Chi può suonare ed interpretare questo tipo particolare di musica? “Purtroppo come ho già detto, non serve essere solo bravi per suonare un tipo di musica come la House, ma ci sono importanti basi da imparare, esattamente come quelle che si trovano per altri generi musicali. Solo così si potrà fare la differenza nel suonare in un dj set, altrimenti per il troppo virtuosismo si potrebbe ottenere esattamente l’effetto contrario”.

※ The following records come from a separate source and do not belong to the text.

// Tauri commands exposed to the downloader window.
use super::*;
use tauri::AppHandle;

/// Probe result plus the picker entries built from it.
#[derive(Debug, Clone, Serialize)]
#[serde(rename_all = "camelCase")]
pub struct ProbeResponse {
    #[serde(flatten)]
    pub formats: FormatList,
    pub video_choices: Vec<FormatChoice>,
    pub audio_choices: Vec<FormatChoice>,
}

#[tauri::command]
pub fn get_downloader_settings(app: AppHandle) -> Result<DownloaderSettings, String> {
    load_settings(&AppDirs::from_app(&app)?)
}

#[tauri::command]
pub fn save_downloader_settings(
    app: AppHandle,
    settings: DownloaderSettings,
) -> Result<DownloaderSettings, String> {
    save_settings(&AppDirs::from_app(&app)?, settings)
}

#[tauri::command]
pub fn get_runtime_tools_status(app: AppHandle) -> Result<RuntimeToolsStatus, String> {
    let dirs = AppDirs::from_app(&app)?;
    let settings = load_settings(&dirs)?;
    Ok(build_runtime_status(&dirs, settings))
}

#[tauri::command]
pub fn pick_output_dir() -> Result<Option<String>, String> {
    Ok(rfd::FileDialog::new()
        .pick_folder()
        .map(|path| path.to_string_lossy().to_string()))
}

#[tauri::command]
pub fn open_output_dir(app: AppHandle) -> Result<String, String> {
    let dirs = AppDirs::from_app(&app)?;
    let settings = load_settings(&dirs)?;
    let output_dir = resolve_output_dir(&dirs, &settings)?;
    open_in_file_manager(&output_dir)?;
    Ok(output_dir.to_string_lossy().to_string())
}

#[tauri::command]
pub async fn install_or_update_managed_ytdlp(app: AppHandle) -> Result<ToolStatus, String> {
    let app_for_task = app.clone();
    tauri::async_runtime::spawn_blocking(move || {
        let dirs = AppDirs::from_app(&app_for_task)?;
        install_managed_ytdlp_sync(&dirs, &app_for_task)
    })
    .await
    .map_err(|error| format!("yt-dlp install task failed: {error}"))?
    .inspect_err(|error| {
        emit_install_progress_with_detail(
            &app,
            "ytdlp",
            "error",
            "yt-dlp installation failed.",
            Some(error.clone()),
            None,
        );
    })
}

#[tauri::command]
pub async fn probe_video_formats(app: AppHandle, url: String) -> Result<ProbeResponse, String> {
    let app_for_task = app.clone();
    tauri::async_runtime::spawn_blocking(move || -> Result<ProbeResponse, String> {
        let dirs = AppDirs::from_app(&app_for_task)?;
        let formats = probe_formats_sync(&dirs, &url)?;
        Ok(ProbeResponse {
            video_choices: formats.video_choices(),
            audio_choices: formats.audio_choices(),
            formats,
        })
    })
    .await
    .map_err(|error| format!("Format probe task failed: {error}"))?
    .inspect_err(|error| {
        emit_install_progress_with_detail(
            &app,
            "probe",
            "error",
            "Could not read video formats.",
            Some(error.clone()),
            None,
        );
    })
}

async fn spawn_download(
    app: AppHandle,
    url: String,
    selection: DownloadSelection,
    task_id: Option<String>,
) -> Result<DownloadOutcome, String> {
    tauri::async_runtime::spawn_blocking(move || {
        let dirs = AppDirs::from_app(&app)?;
        download_video_sync(&dirs, &app, &url, selection, task_id)
    })
    .await
    .map_err(|error| format!("Download task failed: {error}"))?
}

#[tauri::command]
pub async fn download_video(
    app: AppHandle,
    url: String,
    task_id: Option<String>,
) -> Result<DownloadOutcome, String> {
    spawn_download(app, url, DownloadSelection::Best, task_id).await
}

#[tauri::command]
pub async fn download_custom_video(
    app: AppHandle,
    url: String,
    video_format_id: Option<String>,
    audio_format_id: Option<String>,
    task_id: Option<String>,
) -> Result<DownloadOutcome, String> {
    let selection =
        DownloadSelection::from_picks(video_format_id.as_deref(), audio_format_id.as_deref())?;
    if !selection.is_custom() {
        return Err("Select video and audio quality".to_string());
    }
    spawn_download(app, url, selection, task_id).await
}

Della tua strumentazione che cosa ci puoi dire? “Per offrire qualcosa di diverso dalle solite percussioni che seguono un dj set, ho deciso di creare con dei drum set elettronici nuovi suoni, per esempio melodici, quindi avere la capacità di poter creare da zero un brano live… creando all’istante la base sia melodica che percussiva”.
Ultima domanda, forse la più difficile: aspirazioni e ambizioni? “Beh in previsione ci sono diversi progetti e spero di avere la possibilità di portarli tutti a termine. La cosa più importante sarà cercare di affinare sempre più le mie tecniche e sviluppare al meglio le mie doti, in modo da arrivare ad un obiettivo: essere unico nel mio genere. Un'altra grande ambizione sarà quella di fare grandi produzioni e collaborazioni con diversi dj e produttori internazionali… Ma diamo tempo al tempo. La mia regola sarà sempre racchiusa in tre parole che sono per me alla base di qualsiasi cosa: umiltà, professionalità e creatività”.
In bocca al lupo Marco e… ricordando proprio la canzone di Grace Jones “Work to the rhythm, Live to the rhythm, Love to the rhythm, Slave to the rhythm (lavoro per il ritmo, vivo per il ritmo, amo per il ritmo, sono schiavo del ritmo).